[Stored entries]
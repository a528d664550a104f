//! HTTP request handlers for API endpoints

use axum::{
    extract::{Path, Query, State},
    Json,
};
use chrono::NaiveDate;
use serde::{Deserialize, Serialize};
use serde_json::{json, Value};
use std::sync::Arc;

use super::error::ApiError;
use super::state::AppState;
use super::table::{CombinedResponse, TableResponse};
use crate::aggregate::last_update_date;
use crate::config::RatingConfig;
use crate::error::RatingError;
use crate::observation::{DataProvider, ObservationKind};
use crate::rating::{
    day_count, AbsoluteRequest, ChangeRequest, RankingRequest, RatingEngine, RatingKind,
};
use crate::reference::{resolve_instrument_name_or_code, Watchlist};
use crate::trade_date::{format_trade_date, parse_trade_date};

/// Health check endpoint
pub async fn health_check() -> Json<Value> {
    Json(json!({
        "status": "ok"
    }))
}

/// Query parameters of `GET /ratings/c1`
#[derive(Debug, Default, Deserialize)]
pub struct AbsoluteParams {
    pub end_date: Option<String>,
    pub days: Option<i64>,
    pub watchlist: Option<String>,
}

/// Query parameters of `GET /ratings/c2` and `GET /ratings/c3`
#[derive(Debug, Default, Deserialize)]
pub struct ChangeParams {
    pub end_date: Option<String>,
    pub past_days: Option<i64>,
    pub recent_days: Option<i64>,
    pub watchlist: Option<String>,
}

/// Query parameters of `GET /ratings/combined`
#[derive(Debug, Default, Deserialize)]
pub struct CombinedParams {
    pub end_date: Option<String>,
    pub c1_days: Option<i64>,
    pub c2_past_days: Option<i64>,
    pub c2_recent_days: Option<i64>,
    pub c3_past_days: Option<i64>,
    pub c3_recent_days: Option<i64>,
}

/// A missing end date means today.
fn end_date_or_today(raw: Option<&str>) -> Result<NaiveDate, ApiError> {
    match raw.map(str::trim).filter(|raw| !raw.is_empty()) {
        Some(raw) => Ok(parse_trade_date(raw)?),
        None => Ok(chrono::Local::now().date_naive()),
    }
}

fn count_or_default(name: &str, value: Option<i64>, default: usize) -> Result<usize, ApiError> {
    match value {
        Some(value) => Ok(day_count(name, value)?),
        None => Ok(default),
    }
}

/// Runs synchronous provider work on the blocking pool, holding the provider
/// lock until it finishes.
async fn with_provider<T, F>(state: &AppState, work: F) -> Result<T, ApiError>
where
    T: Send + 'static,
    F: FnOnce(&(dyn DataProvider + Send), &RatingConfig) -> Result<T, RatingError>
        + Send
        + 'static,
{
    let provider = Arc::clone(&state.provider).lock_owned().await;
    let config = Arc::clone(&state.config);
    let outcome = tokio::task::spawn_blocking(move || work(&**provider, &*config))
        .await
        .map_err(|e| ApiError::DataUnavailable(format!("rating task failed: {}", e)))?;
    Ok(outcome?)
}

/// Resolves the watchlist against the static reference, if one was given.
fn resolve_watchlist<P>(provider: &P, raw: Option<&str>) -> Result<Option<Watchlist>, RatingError>
where
    P: DataProvider + ?Sized,
{
    match raw.filter(|raw| !raw.trim().is_empty()) {
        Some(raw) => {
            let reference = provider.static_reference()?;
            Ok(Some(Watchlist::resolve(raw, &reference)))
        }
        None => Ok(None),
    }
}

/// GET /ratings/c1 - Mean volatility over the last `days` trading days
pub async fn get_c1(
    State(state): State<Arc<AppState>>,
    Query(params): Query<AbsoluteParams>,
) -> Result<Json<TableResponse>, ApiError> {
    let request = AbsoluteRequest {
        end_date: end_date_or_today(params.end_date.as_deref())?,
        day_count: count_or_default("days", params.days, state.config.c1_days)?,
    };
    let raw_watchlist = params.watchlist;

    let (table, watchlist) = with_provider(&state, move |provider, config| {
        let table = RatingEngine::new(provider, config).compute_c1(&request)?;
        let watchlist = resolve_watchlist(provider, raw_watchlist.as_deref())?;
        Ok((table, watchlist))
    })
    .await?;

    Ok(Json(TableResponse::new(&table, watchlist.as_ref())))
}

async fn change_rating(
    state: &AppState,
    kind: RatingKind,
    params: ChangeParams,
) -> Result<TableResponse, ApiError> {
    let request = ChangeRequest {
        end_date: end_date_or_today(params.end_date.as_deref())?,
        past_count: count_or_default("past_days", params.past_days, state.config.past_days)?,
        recent_count: count_or_default(
            "recent_days",
            params.recent_days,
            state.config.recent_days,
        )?,
    };
    let raw_watchlist = params.watchlist;

    let (table, watchlist) = with_provider(state, move |provider, config| {
        let engine = RatingEngine::new(provider, config);
        let table = match kind {
            RatingKind::C3 => engine.compute_c3(&request)?,
            _ => engine.compute_c2(&request)?,
        };
        let watchlist = resolve_watchlist(provider, raw_watchlist.as_deref())?;
        Ok((table, watchlist))
    })
    .await?;

    Ok(TableResponse::new(&table, watchlist.as_ref()))
}

/// GET /ratings/c2 - Volatility change between adjacent windows
pub async fn get_c2(
    State(state): State<Arc<AppState>>,
    Query(params): Query<ChangeParams>,
) -> Result<Json<TableResponse>, ApiError> {
    Ok(Json(change_rating(&state, RatingKind::C2, params).await?))
}

/// GET /ratings/c3 - Volume change between adjacent windows
pub async fn get_c3(
    State(state): State<Arc<AppState>>,
    Query(params): Query<ChangeParams>,
) -> Result<Json<TableResponse>, ApiError> {
    Ok(Json(change_rating(&state, RatingKind::C3, params).await?))
}

/// GET /ratings/combined - Instruments present in all three ratings
pub async fn get_combined(
    State(state): State<Arc<AppState>>,
    Query(params): Query<CombinedParams>,
) -> Result<Json<CombinedResponse>, ApiError> {
    let config = &state.config;
    let request = RankingRequest {
        end_date: end_date_or_today(params.end_date.as_deref())?,
        c1_count: count_or_default("c1_days", params.c1_days, config.c1_days)?,
        c2_past: count_or_default("c2_past_days", params.c2_past_days, config.past_days)?,
        c2_recent: count_or_default("c2_recent_days", params.c2_recent_days, config.recent_days)?,
        c3_past: count_or_default("c3_past_days", params.c3_past_days, config.past_days)?,
        c3_recent: count_or_default("c3_recent_days", params.c3_recent_days, config.recent_days)?,
    };

    let table = with_provider(&state, move |provider, config| {
        RatingEngine::new(provider, config).compute_rankings(&request)
    })
    .await?;
    Ok(Json(CombinedResponse::from(&table)))
}

/// Freshness of the series behind a rating.
#[derive(Debug, Serialize)]
pub struct LastUpdateResponse {
    pub rating: RatingKind,
    pub last_update_date: Option<String>,
    pub coverage_start: String,
}

/// GET /ratings/:rating/last-update
pub async fn get_last_update(
    State(state): State<Arc<AppState>>,
    Path(rating): Path<String>,
) -> Result<Json<LastUpdateResponse>, ApiError> {
    let kind: RatingKind = rating.parse()?;
    let source = kind.source();

    let last_update = with_provider(&state, move |provider, _| {
        Ok(last_update_date(&provider.observations(source)?))
    })
    .await?;
    let coverage_start = match source {
        ObservationKind::Volatility => state.config.volatility_coverage_start,
        ObservationKind::Volume => state.config.volume_coverage_start,
    };

    Ok(Json(LastUpdateResponse {
        rating: kind,
        last_update_date: last_update.map(format_trade_date),
        coverage_start: format_trade_date(coverage_start),
    }))
}

/// A watchlist token and the instrument name it resolves to.
#[derive(Debug, Serialize)]
pub struct InstrumentResponse {
    pub token: String,
    pub name: String,
}

/// GET /instruments/:token - Resolve a code (or pass through a name)
pub async fn get_instrument(
    State(state): State<Arc<AppState>>,
    Path(token): Path<String>,
) -> Result<Json<InstrumentResponse>, ApiError> {
    let lookup = token.trim().to_string();
    let name = with_provider(&state, move |provider, _| {
        let reference = provider.static_reference()?;
        resolve_instrument_name_or_code(&lookup, &reference)
    })
    .await?;
    Ok(Json(InstrumentResponse { token, name }))
}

Task description:
Filter the records for lines containing the word "CombinedResponse" and copy each one.

Result below:
use super::table::{CombinedResponse, TableResponse};
) -> Result<Json<CombinedResponse>, ApiError> {
    Ok(Json(CombinedResponse::from(&table)))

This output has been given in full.